START RECORD SET
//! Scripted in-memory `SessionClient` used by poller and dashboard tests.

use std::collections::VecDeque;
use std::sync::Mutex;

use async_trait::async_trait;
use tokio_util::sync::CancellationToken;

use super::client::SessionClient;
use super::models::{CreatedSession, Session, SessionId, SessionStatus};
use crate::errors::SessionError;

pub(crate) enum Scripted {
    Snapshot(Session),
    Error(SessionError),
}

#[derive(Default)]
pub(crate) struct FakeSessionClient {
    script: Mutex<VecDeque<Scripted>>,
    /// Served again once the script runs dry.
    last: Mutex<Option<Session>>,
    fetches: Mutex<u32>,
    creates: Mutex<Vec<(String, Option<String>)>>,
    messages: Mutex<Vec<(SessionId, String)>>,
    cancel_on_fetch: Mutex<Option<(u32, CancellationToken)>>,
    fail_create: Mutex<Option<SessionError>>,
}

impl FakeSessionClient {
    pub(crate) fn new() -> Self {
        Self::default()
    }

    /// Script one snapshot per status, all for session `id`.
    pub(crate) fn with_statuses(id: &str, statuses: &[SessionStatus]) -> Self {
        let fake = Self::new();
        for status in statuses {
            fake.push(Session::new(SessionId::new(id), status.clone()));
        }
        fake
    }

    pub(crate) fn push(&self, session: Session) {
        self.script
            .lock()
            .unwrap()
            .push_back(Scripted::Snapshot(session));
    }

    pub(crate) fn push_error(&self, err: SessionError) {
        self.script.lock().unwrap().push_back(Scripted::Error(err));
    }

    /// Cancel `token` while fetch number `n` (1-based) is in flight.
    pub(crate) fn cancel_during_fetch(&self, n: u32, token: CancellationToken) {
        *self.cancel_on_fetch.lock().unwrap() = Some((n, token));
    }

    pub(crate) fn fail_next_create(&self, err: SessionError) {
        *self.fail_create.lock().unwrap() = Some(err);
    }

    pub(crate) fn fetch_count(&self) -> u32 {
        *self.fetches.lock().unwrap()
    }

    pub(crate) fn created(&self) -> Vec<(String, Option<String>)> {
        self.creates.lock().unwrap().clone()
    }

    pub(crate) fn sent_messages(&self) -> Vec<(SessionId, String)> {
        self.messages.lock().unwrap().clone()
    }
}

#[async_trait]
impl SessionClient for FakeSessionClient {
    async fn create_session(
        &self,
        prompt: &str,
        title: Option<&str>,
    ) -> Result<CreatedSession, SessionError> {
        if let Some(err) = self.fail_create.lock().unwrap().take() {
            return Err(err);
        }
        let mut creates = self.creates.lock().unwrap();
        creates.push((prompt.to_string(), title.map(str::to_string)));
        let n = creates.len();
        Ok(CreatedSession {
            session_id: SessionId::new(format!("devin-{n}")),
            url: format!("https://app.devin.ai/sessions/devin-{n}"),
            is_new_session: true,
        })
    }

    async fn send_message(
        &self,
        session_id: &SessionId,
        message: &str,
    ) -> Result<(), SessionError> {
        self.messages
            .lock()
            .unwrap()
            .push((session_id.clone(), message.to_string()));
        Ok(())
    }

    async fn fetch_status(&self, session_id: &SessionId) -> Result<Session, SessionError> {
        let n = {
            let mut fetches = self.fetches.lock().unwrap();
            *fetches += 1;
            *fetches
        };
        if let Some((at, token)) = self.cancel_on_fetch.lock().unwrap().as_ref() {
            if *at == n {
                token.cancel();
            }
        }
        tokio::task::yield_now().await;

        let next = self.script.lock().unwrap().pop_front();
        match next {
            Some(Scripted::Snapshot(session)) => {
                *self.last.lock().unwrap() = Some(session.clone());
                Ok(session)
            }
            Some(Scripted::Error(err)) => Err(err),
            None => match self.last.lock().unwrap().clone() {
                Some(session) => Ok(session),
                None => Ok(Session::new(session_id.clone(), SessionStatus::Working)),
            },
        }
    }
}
END RECORD SET
All records shown above must be set down again verbatim.

• **EXPECTED ANSWER**:
//! Scripted in-memory `SessionClient` used by poller and dashboard tests.

use std::collections::VecDeque;
use std::sync::Mutex;

use async_trait::async_trait;
use tokio_util::sync::CancellationToken;

use super::client::SessionClient;
use super::models::{CreatedSession, Session, SessionId, SessionStatus};
use crate::errors::SessionError;

pub(crate) enum Scripted {
    Snapshot(Session),
    Error(SessionError),
}

#[derive(Default)]
pub(crate) struct FakeSessionClient {
    script: Mutex<VecDeque<Scripted>>,
    /// Served again once the script runs dry.
    last: Mutex<Option<Session>>,
    fetches: Mutex<u32>,
    creates: Mutex<Vec<(String, Option<String>)>>,
    messages: Mutex<Vec<(SessionId, String)>>,
    cancel_on_fetch: Mutex<Option<(u32, CancellationToken)>>,
    fail_create: Mutex<Option<SessionError>>,
}

impl FakeSessionClient {
    pub(crate) fn new() -> Self {
        Self::default()
    }

    /// Script one snapshot per status, all for session `id`.
    pub(crate) fn with_statuses(id: &str, statuses: &[SessionStatus]) -> Self {
        let fake = Self::new();
        for status in statuses {
            fake.push(Session::new(SessionId::new(id), status.clone()));
        }
        fake
    }

    pub(crate) fn push(&self, session: Session) {
        self.script
            .lock()
            .unwrap()
            .push_back(Scripted::Snapshot(session));
    }

    pub(crate) fn push_error(&self, err: SessionError) {
        self.script.lock().unwrap().push_back(Scripted::Error(err));
    }

    /// Cancel `token` while fetch number `n` (1-based) is in flight.
    pub(crate) fn cancel_during_fetch(&self, n: u32, token: CancellationToken) {
        *self.cancel_on_fetch.lock().unwrap() = Some((n, token));
    }

    pub(crate) fn fail_next_create(&self, err: SessionError) {
        *self.fail_create.lock().unwrap() = Some(err);
    }

    pub(crate) fn fetch_count(&self) -> u32 {
        *self.fetches.lock().unwrap()
    }

    pub(crate) fn created(&self) -> Vec<(String, Option<String>)> {
        self.creates.lock().unwrap().clone()
    }

    pub(crate) fn sent_messages(&self) -> Vec<(SessionId, String)> {
        self.messages.lock().unwrap().clone()
    }
}

#[async_trait]
impl SessionClient for FakeSessionClient {
    async fn create_session(
        &self,
        prompt: &str,
        title: Option<&str>,
    ) -> Result<CreatedSession, SessionError> {
        if let Some(err) = self.fail_create.lock().unwrap().take() {
            return Err(err);
        }
        let mut creates = self.creates.lock().unwrap();
        creates.push((prompt.to_string(), title.map(str::to_string)));
        let n = creates.len();
        Ok(CreatedSession {
            session_id: SessionId::new(format!("devin-{n}")),
            url: format!("https://app.devin.ai/sessions/devin-{n}"),
            is_new_session: true,
        })
    }

    async fn send_message(
        &self,
        session_id: &SessionId,
        message: &str,
    ) -> Result<(), SessionError> {
        self.messages
            .lock()
            .unwrap()
            .push((session_id.clone(), message.to_string()));
        Ok(())
    }

    async fn fetch_status(&self, session_id: &SessionId) -> Result<Session, SessionError> {
        let n = {
            let mut fetches = self.fetches.lock().unwrap();
            *fetches += 1;
            *fetches
        };
        if let Some((at, token)) = self.cancel_on_fetch.lock().unwrap().as_ref() {
            if *at == n {
                token.cancel();
            }
        }
        tokio::task::yield_now().await;

        let next = self.script.lock().unwrap().pop_front();
        match next {
            Some(Scripted::Snapshot(session)) => {
                *self.last.lock().unwrap() = Some(session.clone());
                Ok(session)
            }
            Some(Scripted::Error(err)) => Err(err),
            None => match self.last.lock().unwrap().clone() {
                Some(session) => Ok(session),
                None => Ok(Session::new(session_id.clone(), SessionStatus::Working)),
            },
        }
    }
}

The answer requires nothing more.